Material shown:
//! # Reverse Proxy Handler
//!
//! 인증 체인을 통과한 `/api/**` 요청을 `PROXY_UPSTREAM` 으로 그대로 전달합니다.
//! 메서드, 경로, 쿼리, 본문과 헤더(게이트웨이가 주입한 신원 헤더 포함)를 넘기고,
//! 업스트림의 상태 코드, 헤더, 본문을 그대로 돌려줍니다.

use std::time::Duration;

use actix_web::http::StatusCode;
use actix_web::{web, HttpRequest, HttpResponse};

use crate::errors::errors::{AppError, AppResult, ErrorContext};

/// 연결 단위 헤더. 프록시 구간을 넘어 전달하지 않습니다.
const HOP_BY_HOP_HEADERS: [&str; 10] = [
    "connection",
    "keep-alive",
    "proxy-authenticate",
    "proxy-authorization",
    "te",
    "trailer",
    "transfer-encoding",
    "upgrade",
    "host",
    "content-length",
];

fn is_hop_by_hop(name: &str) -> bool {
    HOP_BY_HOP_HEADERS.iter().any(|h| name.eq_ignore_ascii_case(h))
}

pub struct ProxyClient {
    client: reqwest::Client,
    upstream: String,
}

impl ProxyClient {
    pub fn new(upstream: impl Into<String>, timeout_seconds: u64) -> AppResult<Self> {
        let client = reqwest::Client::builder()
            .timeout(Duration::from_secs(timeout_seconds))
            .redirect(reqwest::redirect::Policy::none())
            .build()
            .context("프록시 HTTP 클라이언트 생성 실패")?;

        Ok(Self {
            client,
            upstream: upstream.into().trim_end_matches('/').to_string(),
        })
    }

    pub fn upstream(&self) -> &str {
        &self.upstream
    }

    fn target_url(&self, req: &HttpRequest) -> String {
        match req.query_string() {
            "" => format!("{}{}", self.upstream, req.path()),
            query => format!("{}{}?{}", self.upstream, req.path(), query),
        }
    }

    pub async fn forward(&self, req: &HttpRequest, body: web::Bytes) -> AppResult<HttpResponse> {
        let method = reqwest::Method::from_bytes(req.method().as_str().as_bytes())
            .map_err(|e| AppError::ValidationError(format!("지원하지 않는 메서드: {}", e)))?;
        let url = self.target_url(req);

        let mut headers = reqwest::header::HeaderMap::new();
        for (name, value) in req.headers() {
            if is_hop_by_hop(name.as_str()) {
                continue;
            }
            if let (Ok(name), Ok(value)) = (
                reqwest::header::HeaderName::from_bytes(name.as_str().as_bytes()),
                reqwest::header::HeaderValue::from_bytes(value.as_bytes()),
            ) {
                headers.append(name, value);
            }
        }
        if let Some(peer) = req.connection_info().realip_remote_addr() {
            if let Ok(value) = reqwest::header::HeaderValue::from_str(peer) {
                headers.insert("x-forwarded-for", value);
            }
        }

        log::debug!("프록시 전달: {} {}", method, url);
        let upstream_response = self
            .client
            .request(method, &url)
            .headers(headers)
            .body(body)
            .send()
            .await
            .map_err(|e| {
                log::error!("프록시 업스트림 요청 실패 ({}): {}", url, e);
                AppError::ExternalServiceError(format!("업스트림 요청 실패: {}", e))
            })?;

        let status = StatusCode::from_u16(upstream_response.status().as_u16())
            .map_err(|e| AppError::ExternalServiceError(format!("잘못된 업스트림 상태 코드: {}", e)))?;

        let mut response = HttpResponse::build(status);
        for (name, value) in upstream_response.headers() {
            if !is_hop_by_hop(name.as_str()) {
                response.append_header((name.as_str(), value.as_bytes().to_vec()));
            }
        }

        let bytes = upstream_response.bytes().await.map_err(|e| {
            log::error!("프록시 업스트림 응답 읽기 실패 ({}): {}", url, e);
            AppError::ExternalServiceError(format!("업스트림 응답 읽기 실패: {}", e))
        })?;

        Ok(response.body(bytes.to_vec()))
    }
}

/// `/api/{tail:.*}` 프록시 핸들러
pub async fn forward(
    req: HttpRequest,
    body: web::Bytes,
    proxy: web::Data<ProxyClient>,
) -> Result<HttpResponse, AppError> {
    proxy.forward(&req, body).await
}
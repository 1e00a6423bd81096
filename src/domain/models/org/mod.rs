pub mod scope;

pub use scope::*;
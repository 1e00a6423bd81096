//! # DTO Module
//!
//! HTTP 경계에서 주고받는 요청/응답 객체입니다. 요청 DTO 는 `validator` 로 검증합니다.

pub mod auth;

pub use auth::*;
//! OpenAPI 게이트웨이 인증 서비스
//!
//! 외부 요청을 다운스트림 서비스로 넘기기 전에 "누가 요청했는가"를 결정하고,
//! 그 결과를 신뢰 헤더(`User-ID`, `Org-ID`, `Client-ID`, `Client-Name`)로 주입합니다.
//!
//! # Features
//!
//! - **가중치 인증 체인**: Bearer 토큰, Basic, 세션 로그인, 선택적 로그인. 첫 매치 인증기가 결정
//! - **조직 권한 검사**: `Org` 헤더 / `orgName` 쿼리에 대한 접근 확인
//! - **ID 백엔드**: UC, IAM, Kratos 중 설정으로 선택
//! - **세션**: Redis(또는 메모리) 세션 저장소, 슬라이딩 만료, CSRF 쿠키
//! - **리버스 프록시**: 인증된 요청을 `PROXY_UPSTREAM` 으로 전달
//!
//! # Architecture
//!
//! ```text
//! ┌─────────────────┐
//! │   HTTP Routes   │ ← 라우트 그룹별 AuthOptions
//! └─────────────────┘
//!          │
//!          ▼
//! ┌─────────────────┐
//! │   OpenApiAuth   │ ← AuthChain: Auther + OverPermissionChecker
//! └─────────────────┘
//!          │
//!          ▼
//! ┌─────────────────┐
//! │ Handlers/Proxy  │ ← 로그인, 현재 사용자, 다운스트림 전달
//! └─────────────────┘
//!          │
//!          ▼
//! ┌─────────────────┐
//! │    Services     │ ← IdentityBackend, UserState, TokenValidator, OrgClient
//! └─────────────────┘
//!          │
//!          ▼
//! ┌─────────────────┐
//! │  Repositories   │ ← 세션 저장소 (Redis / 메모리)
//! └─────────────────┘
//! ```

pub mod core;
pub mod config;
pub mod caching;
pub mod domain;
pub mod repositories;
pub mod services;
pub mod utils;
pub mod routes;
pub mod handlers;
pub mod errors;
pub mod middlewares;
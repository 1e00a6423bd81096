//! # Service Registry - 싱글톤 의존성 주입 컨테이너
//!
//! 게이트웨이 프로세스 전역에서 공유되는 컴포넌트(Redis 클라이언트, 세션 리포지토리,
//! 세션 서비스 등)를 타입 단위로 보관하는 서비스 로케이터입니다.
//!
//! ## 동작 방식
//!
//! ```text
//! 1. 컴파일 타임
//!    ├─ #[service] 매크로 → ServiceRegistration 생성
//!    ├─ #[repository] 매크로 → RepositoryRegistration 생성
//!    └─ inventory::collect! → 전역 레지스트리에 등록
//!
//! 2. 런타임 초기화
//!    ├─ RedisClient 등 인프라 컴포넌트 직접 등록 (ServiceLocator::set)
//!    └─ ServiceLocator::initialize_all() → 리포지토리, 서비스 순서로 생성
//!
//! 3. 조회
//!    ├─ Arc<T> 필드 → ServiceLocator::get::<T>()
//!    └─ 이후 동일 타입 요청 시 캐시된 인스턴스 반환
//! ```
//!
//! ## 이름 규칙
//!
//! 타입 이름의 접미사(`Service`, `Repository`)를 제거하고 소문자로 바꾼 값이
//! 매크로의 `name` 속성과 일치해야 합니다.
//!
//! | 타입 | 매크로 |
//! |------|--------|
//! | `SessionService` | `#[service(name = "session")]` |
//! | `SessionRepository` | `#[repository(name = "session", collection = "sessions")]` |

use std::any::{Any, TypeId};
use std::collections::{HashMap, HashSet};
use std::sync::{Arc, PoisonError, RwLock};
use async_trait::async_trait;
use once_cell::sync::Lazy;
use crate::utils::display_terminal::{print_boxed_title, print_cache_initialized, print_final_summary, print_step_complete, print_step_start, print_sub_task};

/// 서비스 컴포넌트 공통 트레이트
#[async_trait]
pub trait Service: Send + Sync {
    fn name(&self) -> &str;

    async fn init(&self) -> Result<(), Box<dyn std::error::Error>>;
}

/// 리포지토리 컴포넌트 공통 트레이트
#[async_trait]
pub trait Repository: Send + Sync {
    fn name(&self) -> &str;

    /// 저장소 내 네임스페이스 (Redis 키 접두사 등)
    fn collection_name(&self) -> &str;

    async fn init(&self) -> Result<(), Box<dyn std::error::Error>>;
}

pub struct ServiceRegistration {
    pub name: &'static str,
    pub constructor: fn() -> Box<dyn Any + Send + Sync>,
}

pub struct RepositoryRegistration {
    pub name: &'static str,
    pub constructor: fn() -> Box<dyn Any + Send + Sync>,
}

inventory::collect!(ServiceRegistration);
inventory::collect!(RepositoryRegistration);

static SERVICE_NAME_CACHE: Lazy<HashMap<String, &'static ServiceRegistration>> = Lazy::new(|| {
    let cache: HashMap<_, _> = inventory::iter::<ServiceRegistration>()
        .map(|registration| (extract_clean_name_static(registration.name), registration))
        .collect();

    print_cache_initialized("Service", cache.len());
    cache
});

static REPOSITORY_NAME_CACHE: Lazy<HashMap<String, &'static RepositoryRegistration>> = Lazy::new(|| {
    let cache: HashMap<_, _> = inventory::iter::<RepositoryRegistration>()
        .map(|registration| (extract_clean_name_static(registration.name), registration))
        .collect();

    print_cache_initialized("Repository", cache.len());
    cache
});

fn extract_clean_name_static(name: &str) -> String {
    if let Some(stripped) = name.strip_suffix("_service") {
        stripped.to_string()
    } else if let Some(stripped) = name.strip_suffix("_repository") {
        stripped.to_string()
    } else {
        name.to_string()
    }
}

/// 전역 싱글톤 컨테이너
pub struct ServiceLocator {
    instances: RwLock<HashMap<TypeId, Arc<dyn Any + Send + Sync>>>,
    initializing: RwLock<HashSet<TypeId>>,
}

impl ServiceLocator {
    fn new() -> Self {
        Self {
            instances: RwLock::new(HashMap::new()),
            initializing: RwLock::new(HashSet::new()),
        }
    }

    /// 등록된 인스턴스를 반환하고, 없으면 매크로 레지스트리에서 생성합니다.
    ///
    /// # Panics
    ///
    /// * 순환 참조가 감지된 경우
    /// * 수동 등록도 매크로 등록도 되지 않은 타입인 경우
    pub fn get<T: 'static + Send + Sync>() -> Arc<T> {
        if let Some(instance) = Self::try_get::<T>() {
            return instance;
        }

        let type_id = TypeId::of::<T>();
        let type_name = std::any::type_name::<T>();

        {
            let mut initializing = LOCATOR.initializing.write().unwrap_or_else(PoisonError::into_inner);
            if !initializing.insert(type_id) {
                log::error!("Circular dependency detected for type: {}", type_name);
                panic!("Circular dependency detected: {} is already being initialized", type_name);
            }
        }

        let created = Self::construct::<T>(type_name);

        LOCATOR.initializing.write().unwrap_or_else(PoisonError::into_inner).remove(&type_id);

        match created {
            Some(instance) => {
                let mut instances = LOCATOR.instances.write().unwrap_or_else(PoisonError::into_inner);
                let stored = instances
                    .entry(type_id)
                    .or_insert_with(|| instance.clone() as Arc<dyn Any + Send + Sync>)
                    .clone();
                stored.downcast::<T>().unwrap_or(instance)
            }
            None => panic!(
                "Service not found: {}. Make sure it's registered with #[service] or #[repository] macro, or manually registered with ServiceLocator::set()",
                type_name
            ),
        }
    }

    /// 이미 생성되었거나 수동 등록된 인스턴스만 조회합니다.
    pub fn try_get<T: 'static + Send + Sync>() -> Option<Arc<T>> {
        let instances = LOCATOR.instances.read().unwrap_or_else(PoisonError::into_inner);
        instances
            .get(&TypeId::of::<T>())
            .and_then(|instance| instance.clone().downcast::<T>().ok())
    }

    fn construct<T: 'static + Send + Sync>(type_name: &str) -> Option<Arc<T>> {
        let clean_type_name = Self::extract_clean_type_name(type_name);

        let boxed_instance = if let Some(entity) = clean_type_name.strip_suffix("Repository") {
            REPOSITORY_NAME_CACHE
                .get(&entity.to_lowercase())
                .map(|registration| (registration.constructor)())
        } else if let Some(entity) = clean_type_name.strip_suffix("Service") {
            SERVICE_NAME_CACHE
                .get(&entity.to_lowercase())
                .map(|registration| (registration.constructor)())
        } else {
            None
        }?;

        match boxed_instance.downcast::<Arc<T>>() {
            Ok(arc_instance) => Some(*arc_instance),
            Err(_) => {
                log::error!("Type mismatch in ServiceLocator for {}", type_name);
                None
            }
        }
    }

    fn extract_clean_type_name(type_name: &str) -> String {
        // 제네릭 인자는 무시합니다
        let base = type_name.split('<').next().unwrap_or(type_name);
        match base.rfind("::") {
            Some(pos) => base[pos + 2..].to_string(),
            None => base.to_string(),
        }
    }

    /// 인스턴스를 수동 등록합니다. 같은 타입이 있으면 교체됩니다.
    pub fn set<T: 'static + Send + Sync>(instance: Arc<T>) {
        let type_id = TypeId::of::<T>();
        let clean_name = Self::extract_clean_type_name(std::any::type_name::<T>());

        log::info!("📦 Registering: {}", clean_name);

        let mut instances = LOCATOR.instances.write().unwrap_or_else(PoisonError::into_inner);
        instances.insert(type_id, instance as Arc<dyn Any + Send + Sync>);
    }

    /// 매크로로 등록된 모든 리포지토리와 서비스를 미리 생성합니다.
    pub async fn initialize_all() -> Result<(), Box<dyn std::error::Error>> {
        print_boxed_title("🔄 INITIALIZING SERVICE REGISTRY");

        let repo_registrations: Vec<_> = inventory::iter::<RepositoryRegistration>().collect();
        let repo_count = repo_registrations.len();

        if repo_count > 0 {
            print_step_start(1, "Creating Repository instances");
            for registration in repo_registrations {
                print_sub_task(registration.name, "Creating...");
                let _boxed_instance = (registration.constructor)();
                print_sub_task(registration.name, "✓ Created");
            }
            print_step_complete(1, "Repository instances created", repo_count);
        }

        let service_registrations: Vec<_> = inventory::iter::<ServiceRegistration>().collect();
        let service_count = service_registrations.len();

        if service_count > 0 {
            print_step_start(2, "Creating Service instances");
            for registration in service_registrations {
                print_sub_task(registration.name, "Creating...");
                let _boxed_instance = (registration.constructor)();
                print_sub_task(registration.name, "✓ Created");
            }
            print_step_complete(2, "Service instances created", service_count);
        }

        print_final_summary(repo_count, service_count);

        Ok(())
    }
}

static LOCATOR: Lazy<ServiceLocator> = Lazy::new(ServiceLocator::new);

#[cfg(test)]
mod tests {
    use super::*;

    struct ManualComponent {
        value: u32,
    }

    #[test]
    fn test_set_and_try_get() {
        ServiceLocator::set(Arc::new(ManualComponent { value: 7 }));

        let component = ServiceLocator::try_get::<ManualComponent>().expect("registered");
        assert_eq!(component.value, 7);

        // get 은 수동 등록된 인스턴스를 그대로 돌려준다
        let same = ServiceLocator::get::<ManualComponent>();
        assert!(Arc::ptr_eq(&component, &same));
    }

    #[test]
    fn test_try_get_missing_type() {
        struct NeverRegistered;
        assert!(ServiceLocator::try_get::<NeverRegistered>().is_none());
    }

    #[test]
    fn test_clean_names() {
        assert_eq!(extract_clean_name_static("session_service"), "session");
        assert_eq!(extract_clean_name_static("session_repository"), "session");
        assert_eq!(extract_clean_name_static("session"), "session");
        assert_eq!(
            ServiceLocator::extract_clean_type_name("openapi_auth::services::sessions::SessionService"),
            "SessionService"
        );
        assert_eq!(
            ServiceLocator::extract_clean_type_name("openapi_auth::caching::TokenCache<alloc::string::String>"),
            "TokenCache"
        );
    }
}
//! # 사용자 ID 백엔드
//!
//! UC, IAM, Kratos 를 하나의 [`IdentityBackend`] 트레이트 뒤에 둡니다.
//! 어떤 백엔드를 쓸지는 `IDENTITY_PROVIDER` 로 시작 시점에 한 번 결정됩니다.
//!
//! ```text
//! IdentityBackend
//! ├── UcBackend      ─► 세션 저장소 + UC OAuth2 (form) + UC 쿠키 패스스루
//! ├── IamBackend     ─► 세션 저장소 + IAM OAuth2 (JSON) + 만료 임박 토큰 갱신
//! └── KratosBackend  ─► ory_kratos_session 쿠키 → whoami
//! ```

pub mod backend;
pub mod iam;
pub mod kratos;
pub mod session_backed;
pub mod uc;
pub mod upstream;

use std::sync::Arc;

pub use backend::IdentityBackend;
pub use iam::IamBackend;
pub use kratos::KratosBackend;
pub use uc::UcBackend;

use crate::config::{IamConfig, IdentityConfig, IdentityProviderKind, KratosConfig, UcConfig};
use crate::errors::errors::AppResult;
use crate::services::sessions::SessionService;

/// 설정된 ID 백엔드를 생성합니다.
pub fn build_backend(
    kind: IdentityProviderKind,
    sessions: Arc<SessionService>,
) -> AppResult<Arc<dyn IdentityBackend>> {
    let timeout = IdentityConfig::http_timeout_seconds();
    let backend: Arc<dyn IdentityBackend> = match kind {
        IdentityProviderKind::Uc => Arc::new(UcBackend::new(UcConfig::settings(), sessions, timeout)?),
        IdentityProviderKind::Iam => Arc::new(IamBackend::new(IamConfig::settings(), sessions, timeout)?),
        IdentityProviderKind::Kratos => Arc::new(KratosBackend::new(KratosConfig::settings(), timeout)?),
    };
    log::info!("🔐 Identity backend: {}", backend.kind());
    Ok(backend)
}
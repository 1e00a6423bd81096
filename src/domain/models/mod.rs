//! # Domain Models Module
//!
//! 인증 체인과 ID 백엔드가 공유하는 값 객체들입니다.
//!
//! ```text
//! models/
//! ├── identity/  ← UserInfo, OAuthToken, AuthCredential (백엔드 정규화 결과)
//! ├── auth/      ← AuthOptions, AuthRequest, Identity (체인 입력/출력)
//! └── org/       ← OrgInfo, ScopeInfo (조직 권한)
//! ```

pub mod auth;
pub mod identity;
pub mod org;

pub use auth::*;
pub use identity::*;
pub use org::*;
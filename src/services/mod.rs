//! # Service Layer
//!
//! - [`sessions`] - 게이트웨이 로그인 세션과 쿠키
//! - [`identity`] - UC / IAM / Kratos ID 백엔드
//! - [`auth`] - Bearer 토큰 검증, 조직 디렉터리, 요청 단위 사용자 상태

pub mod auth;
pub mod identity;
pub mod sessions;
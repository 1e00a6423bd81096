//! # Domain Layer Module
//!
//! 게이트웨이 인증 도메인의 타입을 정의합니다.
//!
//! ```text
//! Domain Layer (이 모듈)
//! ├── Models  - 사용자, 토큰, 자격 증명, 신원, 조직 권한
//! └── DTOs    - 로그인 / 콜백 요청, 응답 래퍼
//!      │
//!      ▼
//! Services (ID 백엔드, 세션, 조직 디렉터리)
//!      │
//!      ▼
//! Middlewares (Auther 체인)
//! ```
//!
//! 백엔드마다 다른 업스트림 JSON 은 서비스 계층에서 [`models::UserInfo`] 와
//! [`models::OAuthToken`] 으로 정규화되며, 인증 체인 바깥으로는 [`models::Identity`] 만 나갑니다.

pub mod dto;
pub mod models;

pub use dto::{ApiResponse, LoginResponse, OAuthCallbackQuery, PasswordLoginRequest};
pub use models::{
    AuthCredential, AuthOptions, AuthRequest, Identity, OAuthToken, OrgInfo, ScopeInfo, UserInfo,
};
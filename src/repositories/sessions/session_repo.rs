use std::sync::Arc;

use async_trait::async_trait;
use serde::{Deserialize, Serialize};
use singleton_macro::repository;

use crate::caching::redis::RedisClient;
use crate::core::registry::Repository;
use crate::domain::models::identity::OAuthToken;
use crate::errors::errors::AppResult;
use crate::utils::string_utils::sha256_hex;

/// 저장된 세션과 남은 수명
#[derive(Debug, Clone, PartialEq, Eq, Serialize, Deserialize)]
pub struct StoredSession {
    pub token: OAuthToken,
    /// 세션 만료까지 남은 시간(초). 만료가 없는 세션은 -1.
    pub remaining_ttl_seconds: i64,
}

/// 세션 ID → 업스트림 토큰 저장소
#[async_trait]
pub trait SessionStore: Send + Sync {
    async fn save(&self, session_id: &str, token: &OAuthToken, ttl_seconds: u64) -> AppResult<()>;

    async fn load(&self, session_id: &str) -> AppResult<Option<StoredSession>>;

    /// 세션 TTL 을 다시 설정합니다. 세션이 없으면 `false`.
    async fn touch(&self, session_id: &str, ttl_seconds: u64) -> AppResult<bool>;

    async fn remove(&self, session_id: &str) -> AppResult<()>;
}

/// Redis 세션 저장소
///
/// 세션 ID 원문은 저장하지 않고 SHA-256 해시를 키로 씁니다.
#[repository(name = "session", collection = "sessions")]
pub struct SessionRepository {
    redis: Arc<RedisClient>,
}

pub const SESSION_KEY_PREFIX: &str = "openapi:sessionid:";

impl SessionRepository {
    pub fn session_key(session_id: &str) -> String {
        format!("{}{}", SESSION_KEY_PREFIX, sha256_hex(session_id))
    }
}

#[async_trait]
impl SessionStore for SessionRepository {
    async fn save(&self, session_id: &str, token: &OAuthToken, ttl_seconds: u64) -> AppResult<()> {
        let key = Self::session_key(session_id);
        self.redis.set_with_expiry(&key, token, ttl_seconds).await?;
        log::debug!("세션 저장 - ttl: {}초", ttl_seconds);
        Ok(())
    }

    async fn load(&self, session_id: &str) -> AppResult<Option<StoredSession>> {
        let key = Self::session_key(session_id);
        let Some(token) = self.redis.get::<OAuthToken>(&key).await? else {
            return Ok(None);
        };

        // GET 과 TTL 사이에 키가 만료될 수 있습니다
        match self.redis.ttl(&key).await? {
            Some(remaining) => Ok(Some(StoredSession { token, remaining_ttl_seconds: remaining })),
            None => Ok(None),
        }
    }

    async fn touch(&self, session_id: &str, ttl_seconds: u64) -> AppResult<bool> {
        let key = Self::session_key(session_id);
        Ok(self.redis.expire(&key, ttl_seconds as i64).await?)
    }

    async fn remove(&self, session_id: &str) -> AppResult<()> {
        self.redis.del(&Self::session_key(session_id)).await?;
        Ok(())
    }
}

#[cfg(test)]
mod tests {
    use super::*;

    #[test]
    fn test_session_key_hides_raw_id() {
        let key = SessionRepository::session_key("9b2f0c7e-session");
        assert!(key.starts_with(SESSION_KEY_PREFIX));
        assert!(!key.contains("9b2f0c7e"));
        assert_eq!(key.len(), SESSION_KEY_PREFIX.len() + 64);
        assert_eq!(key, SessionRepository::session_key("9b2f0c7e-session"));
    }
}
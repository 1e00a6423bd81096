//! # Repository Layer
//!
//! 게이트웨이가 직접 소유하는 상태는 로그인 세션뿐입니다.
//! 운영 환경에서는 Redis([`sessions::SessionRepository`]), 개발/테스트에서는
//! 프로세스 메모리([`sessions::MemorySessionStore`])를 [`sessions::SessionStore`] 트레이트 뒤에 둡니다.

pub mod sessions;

Task: For the entries above, state how many lines contain the word "caching". Provide the number by itself.

Result: 3